→ The input:
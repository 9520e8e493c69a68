pub mod entry_arena;
pub mod entry_collection;

pub use entry_arena::{EntryArena, EntryId};
pub use entry_collection::EntryCollection;
//! Error types for the memokit library.
//!
//! ## Key Components
//!
//! - [`InvariantError`]: Returned when the lookup trie violates one of its
//!   structural invariants (see [`MemoLookup::check_invariants`]).
//! - [`ConfigError`]: Returned when a [`MemoBuilder`] is given an inconsistent
//!   configuration (duplicate comparator positions, overrides past the
//!   declared arity).
//!
//! The lookup engine defines no error kinds of its own: a failing compute
//! callback hands its error straight back to the caller and nothing is cached.
//!
//! ## Example Usage
//!
//! ```
//! use memokit::builder::MemoBuilder;
//! use memokit::comparator::HashEquality;
//! use memokit::error::ConfigError;
//!
//! let ok = MemoBuilder::<u64>::new()
//!     .arity(2)
//!     .comparator_at(1, HashEquality)
//!     .try_comparators();
//! assert!(ok.is_ok());
//!
//! let bad: Result<_, ConfigError> = MemoBuilder::<u64>::new()
//!     .arity(1)
//!     .comparator_at(3, HashEquality)
//!     .try_comparators();
//! assert!(bad.is_err());
//! ```
//!
//! [`MemoLookup::check_invariants`]: crate::lookup::MemoLookup::check_invariants
//! [`MemoBuilder`]: crate::builder::MemoBuilder

use std::fmt;

// ---------------------------------------------------------------------------
// InvariantError
// ---------------------------------------------------------------------------

/// Error returned when internal trie invariants are violated.
///
/// Produced by [`MemoLookup::check_invariants`](crate::lookup::MemoLookup::check_invariants).
/// Carries a human-readable description of which invariant failed.
#[derive(Debug, Clone, PartialEq, Eq)]
pub struct InvariantError(String);

impl InvariantError {
    /// Creates a new `InvariantError` with the given description.
    #[inline]
    pub fn new(msg: impl Into<String>) -> Self {
        Self(msg.into())
    }

    /// Returns the error description.
    #[inline]
    pub fn message(&self) -> &str {
        &self.0
    }
}

impl fmt::Display for InvariantError {
    fn fmt(&self, f: &mut fmt::Formatter<'_>) -> fmt::Result {
        f.write_str(&self.0)
    }
}

impl std::error::Error for InvariantError {}

// ---------------------------------------------------------------------------
// ConfigError
// ---------------------------------------------------------------------------

/// Error returned when memoizer configuration is inconsistent.
///
/// Produced by the `try_*` methods of
/// [`MemoBuilder`](crate::builder::MemoBuilder).
///
/// # Example
///
/// ```
/// use memokit::builder::MemoBuilder;
/// use memokit::comparator::StrictEquality;
///
/// let err = MemoBuilder::<i64>::new()
///     .comparator_at(0, StrictEquality)
///     .comparator_at(0, StrictEquality)
///     .try_comparators()
///     .unwrap_err();
/// assert!(err.to_string().contains("position 0"));
/// ```
#[derive(Debug, Clone, PartialEq, Eq)]
pub struct ConfigError(String);

impl ConfigError {
    /// Creates a new `ConfigError` with the given description.
    #[inline]
    pub fn new(msg: impl Into<String>) -> Self {
        Self(msg.into())
    }

    /// Returns the error description.
    #[inline]
    pub fn message(&self) -> &str {
        &self.0
    }
}

impl fmt::Display for ConfigError {
    fn fmt(&self, f: &mut fmt::Formatter<'_>) -> fmt::Result {
        f.write_str(&self.0)
    }
}

impl std::error::Error for ConfigError {}

// ---------------------------------------------------------------------------
// Tests
// ---------------------------------------------------------------------------
//! Per-position comparators: case-insensitive names, rounded coordinates.
//!
//! Run with: cargo run --example custom_comparators

use memokit::prelude::*;

fn main() -> Result<(), ConfigError> {
    let lookup = MemoBuilder::<Value>::new()
        .arity(2)
        .comparator_at(
            0,
            comparator(
                |v: &Value| v.as_str().map_or(0, |s| s.len() as u64),
                |a: &Value, b: &Value| match (a.as_str(), b.as_str()) {
                    (Some(a), Some(b)) => a.eq_ignore_ascii_case(b),
                    _ => a == b,
                },
            ),
        )
        .comparator_at(
            1,
            comparator(
                |v: &Value| v.as_f64().map_or(u64::MAX, |n| n.round() as i64 as u64),
                |a: &Value, b: &Value| match (a.as_f64(), b.as_f64()) {
                    (Some(a), Some(b)) => a.round() == b.round(),
                    _ => a == b,
                },
            ),
        )
        .try_build(|keys: &[Value]| {
            println!("  (computing for {} at {})", keys[0], keys[1]);
            format!("{}@{}", keys[0], keys[1])
        })?;

    for (name, at) in [("Ada", 1.2), ("ADA", 0.9), ("ada", 2.4), ("Grace", 1.0)] {
        println!("{name} {at} -> {}", lookup.call(&[Value::from(name), Value::from(at)]));
    }
    println!("computed: {}", lookup.computed_count());

    match MemoBuilder::<Value>::new()
        .arity(1)
        .comparator_at(2, StrictEquality)
        .try_comparators()
    {
        Ok(_) => println!("unexpectedly accepted"),
        Err(err) => println!("rejected: {err}"),
    }
    Ok(())
}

→ Problem statement:
From the records above, return each line that includes "trie".

→ Output:
//! - [`InvariantError`]: Returned when the lookup trie violates one of its
/// Error returned when internal trie invariants are violated.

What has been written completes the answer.